Vital Years Weekly #13: The Sleep Foundation — Why Everything Starts With Sleep

Poor sleep is the single most underappreciated driver of disease after 55. Before we cover the magnesium-sleep connection next week, here's what healthy sleep architecture actually looks like — and why it changes so dramatically after 60.

Vital Years

Weekly Health Intelligence for Adults 55+

Your weekly digest — April 1–7, 2026 · Edition #13

Dear Health-Conscious Friends 55+,

We've spent twelve editions building a foundation: the habits, nutrients, and lifestyle factors that drive health after 55. But there's one that ties everything together — one that, if it's broken, makes every other intervention less effective. That's sleep.

Poor sleep undermines your immune function, inflates cortisol, impairs protein synthesis, disrupts blood sugar regulation, accelerates cognitive decline, and increases cardiovascular risk. It's not one health factor among many — it's the multiplier for all of them.

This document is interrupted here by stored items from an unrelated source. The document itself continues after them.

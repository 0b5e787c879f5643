use crate::application_port::{AuthError, CredentialVerifier, VerifiedAccount};
use argon2::password_hash::{SaltString, rand_core::OsRng};
use argon2::{Argon2, PasswordHash, PasswordHasher, PasswordVerifier};
use std::collections::HashMap;

/// Member table entry. `secret` is a PHC hash for the argon2 verifier and
/// plaintext for the fake one.
#[derive(Debug, Clone)]
pub struct MemberAccount {
    pub username: String,
    pub secret: String,
    pub role: String,
}

struct StoredCredential {
    password_hash: String,
    role: String,
}

pub struct Argon2CredentialVerifier {
    members: HashMap<String, StoredCredential>,
    /// Checked for unknown usernames so they cost as much as a wrong password.
    decoy_hash: String,
}

fn check_password(password_hash: &str, password: &str) -> Result<bool, AuthError> {
    let parsed = PasswordHash::new(password_hash)
        .map_err(|e| AuthError::InternalError(format!("invalid PHC hash: {}", e)))?;
    match Argon2::default().verify_password(password.as_bytes(), &parsed) {
        Ok(_) => Ok(true),
        Err(argon2::password_hash::Error::Password) => Ok(false),
        Err(e) => Err(AuthError::InternalError(format!("verify error: {}", e))),
    }
}

impl Argon2CredentialVerifier {
    /// Rejects the table up front if any hash is not a valid PHC string.
    pub fn try_new(members: Vec<MemberAccount>) -> Result<Self, AuthError> {
        let mut table = HashMap::with_capacity(members.len());
        for member in members {
            PasswordHash::new(&member.secret).map_err(|e| {
                AuthError::InternalError(format!("invalid PHC hash for {}: {}", member.username, e))
            })?;
            table.insert(
                member.username,
                StoredCredential {
                    password_hash: member.secret,
                    role: member.role,
                },
            );
        }
        let salt = SaltString::generate(&mut OsRng);
        let decoy_hash = Argon2::default()
            .hash_password(b"decoy-password", &salt)
            .map_err(|e| AuthError::InternalError(format!("decoy hash: {}", e)))?
            .to_string();
        Ok(Self {
            members: table,
            decoy_hash,
        })
    }
}

#[async_trait::async_trait]
impl CredentialVerifier for Argon2CredentialVerifier {
    async fn verify(&self, username: &str, password: &str) -> Result<VerifiedAccount, AuthError> {
        let Some(stored) = self.members.get(username) else {
            check_password(&self.decoy_hash, password)?;
            return Err(AuthError::InvalidCredentials);
        };

        if check_password(&stored.password_hash, password)? {
            Ok(VerifiedAccount {
                subject: username.to_string(),
                role: stored.role.clone(),
            })
        } else {
            Err(AuthError::InvalidCredentials)
        }
    }
}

What Healthy Sleep Architecture Looks Like

Sleep is not a uniform state of unconsciousness. It cycles through distinct stages roughly every 90 minutes: light sleep (NREM 1 and 2), deep slow-wave sleep (NREM 3, also called deep sleep or delta sleep), and REM sleep. Each stage serves different functions. Deep sleep is when physical repair, immune consolidation, and growth hormone secretion occur. REM sleep is when emotional processing and memory consolidation happen.

A healthy night for an adult contains 4–6 of these 90-minute cycles, with the early cycles dominated by deep sleep and the later cycles dominated by REM. Total sleep of 7–9 hours is associated with the best health outcomes across large population studies.

What Changes After 60

Two things change significantly. First, deep sleep (NREM 3) decreases markedly — from roughly 20% of sleep time in young adults to as little as 5–8% in adults over 65. This reduction in slow-wave sleep is associated with impaired memory consolidation, reduced growth hormone release, and diminished immune function. Second, the circadian rhythm shifts earlier — the "phase advance" — causing older adults to feel sleepy earlier and wake earlier. Both changes are normal but not inevitable: lifestyle factors substantially influence their severity.

Three Insights From This Week

1. Sleep Efficiency Matters as Much as Duration

Sleep efficiency is the percentage of time in bed that you're actually asleep. Below 85% is considered poor. Many older adults spend 8–9 hours in bed but sleep only 5–6 hours, creating a vicious cycle of sleep anxiety and conditioned wakefulness. Paradoxically, mild sleep restriction — staying in bed fewer hours but sleeping more efficiently — is the cornerstone of Cognitive Behavioural Therapy for Insomnia (CBT-I), which outperforms sleep medication in head-to-head trials.

2. Temperature Is the Most Underused Sleep Tool

Core body temperature must fall by roughly 1–2°F to initiate sleep. A cool bedroom (65–68°F or 18–20°C) dramatically facilitates this process. A warm bath or shower 1–2 hours before bed paradoxically helps — it temporarily raises skin temperature, which draws heat away from the core via vasodilation, accelerating the drop needed to fall asleep. A 2019 meta-analysis in Sleep Medicine Reviews found this protocol cut sleep onset time by an average of 10 minutes.

3. Alcohol Destroys Sleep Architecture Even When It "Helps" You Fall Asleep

Alcohol is a sedative, not a sleep aid. It may help you fall asleep faster, but it dramatically fragments sleep architecture — suppressing REM sleep in the first half of the night and causing rebound wakefulness in the second half. Studies using polysomnography (objective sleep monitoring) consistently show that even moderate alcohol consumption (1–2 drinks) reduces REM sleep by 24% and increases awakenings. The "nightcap" is one of the most common sleep-disrupting habits among adults over 55.

This Week's Action Step

Set your bedroom thermostat to 67°F (19.5°C) for the next seven nights. If you don't control your thermostat, use lighter bedding and a fan to cool the room. Note whether your sleep quality or morning alertness changes.